Inmates or detainees with disabilities must be housed in the most integrated setting appropriate to their needs. Accessible cells or housing units need to be available in all security classifications and/or program levels of a facility.
Qualified inmates or detainees with disabilities should have access to available programs and activities, whether they are mandatory or voluntary. Such activities may include educational, vocational, work release, or religious programs, as well as opportunities for visitation.
Unless it is appropriate to make an exception, public entities must not place inmates with disabilities in:
- Inappropriate security classifications because no accessible cells or beds are available;
- Medical areas unless they are actually receiving medical care or treatment;
- Facilities that do not offer the same programs as facilities where they otherwise would be housed; or
- Distant facilities where they would otherwise not be housed and that would deprive them of visitation with family members.
Minimum Requirements from the 2010 Standards (§35.151(k))
New construction of jails, prisons, and other detention and correctional facilities must comply with the 2010 ADA Standards for Accessible Design. At least 3% of cells must be accessible for individuals with mobility disabilities, including those who use wheelchairs. Accessible cells must be provided in each classification level.
At least 2% of the general holding and housing cells must be equipped with communication features designed to accommodate individuals who are deaf or hard of hearing. These features include telephones with volume control where telephones are provided in cells, and visible alarm signals where audible emergency alarm systems are provided for occupants of cells and occupants are allowed to evacuate independently. (Sections 232 and 807, ADA Standards)
Alterations to jails, prisons, and other detention and correctional facilities must also comply with the 2010 ADA Standards until new construction levels of access are achieved within the facility.

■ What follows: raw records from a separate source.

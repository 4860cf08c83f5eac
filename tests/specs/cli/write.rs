//! `fl write` specs

use crate::prelude::*;

#[test]
fn write_logs_each_message() {
    let project = Project::empty();
    project
        .fl()
        .args(&["--single-line", "write", "audit.log", "first", "second"])
        .passes();

    assert_eq!(project.messages("audit.log"), vec!["first", "second"]);
}

#[test]
fn write_appends_across_runs() {
    let project = Project::empty();
    for message in ["run 1", "run 2"] {
        project
            .fl()
            .args(&["--single-line", "write", "audit.log", message])
            .passes();
    }

    assert_eq!(project.messages("audit.log"), vec!["run 1", "run 2"]);
}

#[test]
fn write_creates_directories() {
    let project = Project::empty();
    project
        .fl()
        .args(&["--single-line", "write", "deep/er/app.log", "x"])
        .passes();

    assert!(project.exists("deep/er/app.log"));
}
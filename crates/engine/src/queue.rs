// SPDX-License-Identifier: BUSL-1.1
// Copyright (c) 2026 Alfred Jean LLC

//! Per-file write queue and its single worker.

use crate::diagnostics::DiagnosticSink;
use crate::log_file::LogFile;
use crate::path::PathStrategy;
use fl_core::{DiagnosticEvent, LogFileEntry};
use std::io;
use std::sync::Arc;
use std::time::Duration;
use tokio::sync::mpsc::{self, error::TrySendError};
use tokio_util::sync::CancellationToken;

/// Why an entry could not be queued.
#[derive(Debug)]
pub(crate) enum PostError {
    Full(LogFileEntry),
    Closed(LogFileEntry),
}

/// Producer side of a file queue.
#[derive(Debug, Clone)]
pub(crate) enum QueueSender {
    Bounded(mpsc::Sender<LogFileEntry>),
    Unbounded(mpsc::UnboundedSender<LogFileEntry>),
}

impl QueueSender {
    /// Queue `entry` without waiting.
    pub(crate) fn try_post(&self, entry: LogFileEntry) -> Result<(), PostError> {
        match self {
            QueueSender::Bounded(tx) => tx.try_send(entry).map_err(|err| match err {
                TrySendError::Full(entry) => PostError::Full(entry),
                TrySendError::Closed(entry) => PostError::Closed(entry),
            }),
            QueueSender::Unbounded(tx) => tx.send(entry).map_err(|err| PostError::Closed(err.0)),
        }
    }
}

/// Consumer side of a file queue.
#[derive(Debug)]
pub(crate) enum QueueReceiver {
    Bounded(mpsc::Receiver<LogFileEntry>),
    Unbounded(mpsc::UnboundedReceiver<LogFileEntry>),
}

impl QueueReceiver {
    pub(crate) async fn recv(&mut self) -> Option<LogFileEntry> {
        match self {
            QueueReceiver::Bounded(rx) => rx.recv().await,
            QueueReceiver::Unbounded(rx) => rx.recv().await,
        }
    }

    pub(crate) fn try_recv(&mut self) -> Option<LogFileEntry> {
        match self {
            QueueReceiver::Bounded(rx) => rx.try_recv().ok(),
            QueueReceiver::Unbounded(rx) => rx.try_recv().ok(),
        }
    }

    pub(crate) fn close(&mut self) {
        match self {
            QueueReceiver::Bounded(rx) => rx.close(),
            QueueReceiver::Unbounded(rx) => rx.close(),
        }
    }
}

/// Create a queue; a capacity of 0 means unbounded.
pub(crate) fn channel(capacity: usize) -> (QueueSender, QueueReceiver) {
    if capacity == 0 {
        let (tx, rx) = mpsc::unbounded_channel();
        (QueueSender::Unbounded(tx), QueueReceiver::Unbounded(rx))
    } else {
        let (tx, rx) = mpsc::channel(capacity);
        (QueueSender::Bounded(tx), QueueReceiver::Bounded(rx))
    }
}

/// Drains one file queue, writing entries in order.
pub(crate) struct QueueWorker {
    pub(crate) file: LogFile,
    pub(crate) entries: QueueReceiver,
    /// Token of the generation the queue was created in.
    pub(crate) generation: CancellationToken,
    pub(crate) strategy: Arc<dyn PathStrategy>,
    pub(crate) retry_delay: Duration,
    pub(crate) diagnostics: Arc<dyn DiagnosticSink>,
}

impl QueueWorker {
    /// Run until the queue is closed and empty, or the generation is
    /// cancelled.
    pub(crate) async fn run(mut self) {
        loop {
            let entry = tokio::select! {
                biased;
                _ = self.generation.cancelled() => break,
                entry = self.entries.recv() => match entry {
                    Some(entry) => entry,
                    None => break,
                },
            };
            self.write(entry).await;
        }

        self.entries.close();
        let mut abandoned = 0usize;
        while self.entries.try_recv().is_some() {
            abandoned += 1;
        }
        if abandoned > 0 {
            tracing::debug!(file = %self.file.id(), abandoned, "abandoned queued log entries");
        }
        if let Err(err) = self.file.close().await {
            tracing::warn!(file = %self.file.id(), error = %err, "failed to flush log file");
        }
        tracing::trace!(file = %self.file.id(), "log file queue finished");
    }

    /// Write one entry, retrying until it succeeds or the generation ends.
    async fn write(&mut self, entry: LogFileEntry) {
        let mut ensured = false;
        loop {
            let err = match self.attempt(&entry).await {
                Ok(()) => return,
                Err(err) => err,
            };

            if !ensured
                && err.kind() == io::ErrorKind::NotFound
                && self.file.settings().ensure_base_path
            {
                ensured = true;
                match self.file.ensure_base_path().await {
                    Ok(_) => continue,
                    Err(dir_err) => tracing::debug!(
                        file = %self.file.id(),
                        error = %dir_err,
                        "could not create log directory"
                    ),
                }
            }

            if self.retry_delay.is_zero() {
                self.fail(entry, err);
                return;
            }
            tracing::debug!(
                file = %self.file.id(),
                error = %err,
                delay_ms = self.retry_delay.as_millis() as u64,
                "log write failed, retrying"
            );
            tokio::select! {
                biased;
                _ = self.generation.cancelled() => {
                    self.fail(entry, err);
                    return;
                }
                _ = tokio::time::sleep(self.retry_delay) => {}
            }
            ensured = false;
        }
    }

    async fn attempt(&mut self, entry: &LogFileEntry) -> io::Result<()> {
        let result = match self.strategy.resolve(&mut self.file, entry).await {
            Ok(path) => self.file.write_entry(&path, entry).await,
            Err(err) => Err(err),
        };
        if result.is_err() {
            self.file.discard();
        }
        result
    }

    fn fail(&self, entry: LogFileEntry, error: io::Error) {
        self.diagnostics.emit(&DiagnosticEvent::LogEntryWriteFailed {
            file: self.file.id().to_string(),
            entry,
            error: Arc::new(error),
        });
    }
}

#[cfg(test)]
#[path = "queue_tests.rs"]
mod tests;
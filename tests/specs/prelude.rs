//! Test helpers for behavioral specifications.
//!
//! Provides a small DSL for running `fl` inside a scratch directory.

#![allow(clippy::unwrap_used, clippy::expect_used, clippy::panic, dead_code)]

use std::path::{Path, PathBuf};
use std::process::Output;

/// Returns the path to a binary, checking llvm-cov target directory first.
/// Falls back to resolving relative to the test binary itself when
/// CARGO_MANIFEST_DIR points at a different target directory.
fn binary_path(name: &str) -> PathBuf {
    let manifest_dir = Path::new(env!("CARGO_MANIFEST_DIR"));

    let llvm_cov_path = manifest_dir.join("target/llvm-cov-target/debug").join(name);
    if llvm_cov_path.exists() {
        return llvm_cov_path;
    }

    let standard = manifest_dir.join("target/debug").join(name);
    if standard.exists() {
        return standard;
    }

    // The test binary lives at target/debug/deps/specs-<hash>, so its
    // grandparent is target/debug/ where fl is built.
    if let Ok(exe) = std::env::current_exe() {
        if let Some(debug_dir) = exe.parent().and_then(|d| d.parent()) {
            let fallback = debug_dir.join(name);
            if fallback.exists() {
                return fallback;
            }
        }
    }

    standard
}

/// Returns the path to the fl binary.
pub fn fl_binary() -> PathBuf {
    binary_path(if cfg!(windows) { "fl.exe" } else { "fl" })
}

/// Create a CLI builder for fl commands
pub fn cli() -> CliBuilder {
    CliBuilder::new()
}

/// High-level CLI builder for fluent test assertions
pub struct CliBuilder {
    args: Vec<String>,
    dir: Option<PathBuf>,
    envs: Vec<(String, String)>,
    stdin: Option<String>,
}

impl CliBuilder {
    fn new() -> Self {
        Self {
            args: Vec::new(),
            dir: None,
            envs: Vec::new(),
            stdin: None,
        }
    }

    /// Add CLI arguments
    pub fn args(mut self, args: &[&str]) -> Self {
        self.args.extend(args.iter().map(|s| s.to_string()));
        self
    }

    /// Set working directory
    pub fn pwd(mut self, path: impl Into<PathBuf>) -> Self {
        self.dir = Some(path.into());
        self
    }

    /// Set environment variable
    pub fn env(mut self, key: &str, value: impl AsRef<Path>) -> Self {
        self.envs.push((
            key.to_string(),
            value.as_ref().to_string_lossy().to_string(),
        ));
        self
    }

    /// Feed stdin
    pub fn stdin(mut self, input: &str) -> Self {
        self.stdin = Some(input.to_string());
        self
    }

    /// Build the command without running it
    pub fn command(self) -> assert_cmd::Command {
        let mut cmd = assert_cmd::Command::new(fl_binary());
        cmd.args(&self.args);

        if let Some(dir) = self.dir {
            cmd.current_dir(dir);
        }

        // Keep the caller's settings out of the specs.
        cmd.env_remove("FL_CONFIG");
        cmd.env_remove("FL_LOG");

        for (key, value) in self.envs {
            cmd.env(key, value);
        }
        cmd.write_stdin(self.stdin.unwrap_or_default());
        cmd
    }

    /// Run and expect success (exit code 0)
    pub fn passes(self) -> RunAssert {
        let output = self.command().output().expect("command should run");
        assert!(
            output.status.success(),
            "expected command to pass, got exit code {:?}\nstdout: {}\nstderr: {}",
            output.status.code(),
            String::from_utf8_lossy(&output.stdout),
            String::from_utf8_lossy(&output.stderr)
        );
        RunAssert { output }
    }

    /// Run and expect failure (non-zero exit code)
    pub fn fails(self) -> RunAssert {
        let output = self.command().output().expect("command should run");
        assert!(
            !output.status.success(),
            "expected command to fail, but it passed\nstdout: {}\nstderr: {}",
            String::from_utf8_lossy(&output.stdout),
            String::from_utf8_lossy(&output.stderr)
        );
        RunAssert { output }
    }
}

/// Result of a CLI run for chaining assertions
pub struct RunAssert {
    output: Output,
}

impl RunAssert {
    pub fn stdout(&self) -> String {
        String::from_utf8_lossy(&self.output.stdout).into_owned()
    }

    pub fn stderr(&self) -> String {
        String::from_utf8_lossy(&self.output.stderr).into_owned()
    }

    /// Assert stdout contains substring.
    pub fn stdout_has(self, expected: &str) -> Self {
        let stdout = self.stdout();
        assert!(
            stdout.contains(expected),
            "stdout does not contain '{}'\nstdout: {}",
            expected,
            stdout
        );
        self
    }

    /// Assert stderr contains substring.
    pub fn stderr_has(self, expected: &str) -> Self {
        let stderr = self.stderr();
        assert!(
            stderr.contains(expected),
            "stderr does not contain '{}'\nstderr: {}",
            expected,
            stderr
        );
        self
    }

    /// Assert stderr is empty.
    pub fn stderr_empty(self) -> Self {
        similar_asserts::assert_eq!(self.stderr(), "");
        self
    }
}

// =============================================================================
// Project
// =============================================================================

/// Scratch directory the binary runs in.
pub struct Project {
    dir: tempfile::TempDir,
}

impl Project {
    pub fn empty() -> Self {
        Self {
            dir: tempfile::tempdir().unwrap(),
        }
    }

    pub fn path(&self) -> &Path {
        self.dir.path()
    }

    /// Write a file relative to the project root
    pub fn file(&self, path: impl AsRef<Path>, content: &str) {
        let full = self.dir.path().join(path);
        if let Some(parent) = full.parent() {
            std::fs::create_dir_all(parent).unwrap();
        }
        std::fs::write(full, content).unwrap();
    }

    /// Read a file relative to the project root
    pub fn read(&self, path: impl AsRef<Path>) -> String {
        let full = self.dir.path().join(path);
        std::fs::read_to_string(&full)
            .unwrap_or_else(|e| panic!("cannot read {}: {}", full.display(), e))
    }

    pub fn read_bytes(&self, path: impl AsRef<Path>) -> Vec<u8> {
        std::fs::read(self.dir.path().join(path)).unwrap()
    }

    pub fn exists(&self, path: impl AsRef<Path>) -> bool {
        self.dir.path().join(path).exists()
    }

    /// Message column of each single-line entry in a file.
    pub fn messages(&self, path: impl AsRef<Path>) -> Vec<String> {
        self.read(path)
            .lines()
            .map(|line| {
                line.split_once("] ")
                    .map(|(_, message)| message.to_string())
                    .unwrap_or_default()
            })
            .collect()
    }

    /// fl command running inside this project
    pub fn fl(&self) -> CliBuilder {
        cli().pwd(self.path())
    }
}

When alterations are made to specific cells, required features for mobility access may be provided in substitute cells (cells other than those where alterations are originally planned), as long as the substitute cell:
- Is located within the same prison site,
- Is integrated with other cells to the maximum extent feasible, and
- Has equal physical access to areas used by inmates or detainees for visitation, dining, recreation, educational programs, medical services, work programs, religious services, and other offered programs.
If it is technically infeasible to locate a substitute cell within the same prison site, the substitute cell may be provided at another prison within the same system.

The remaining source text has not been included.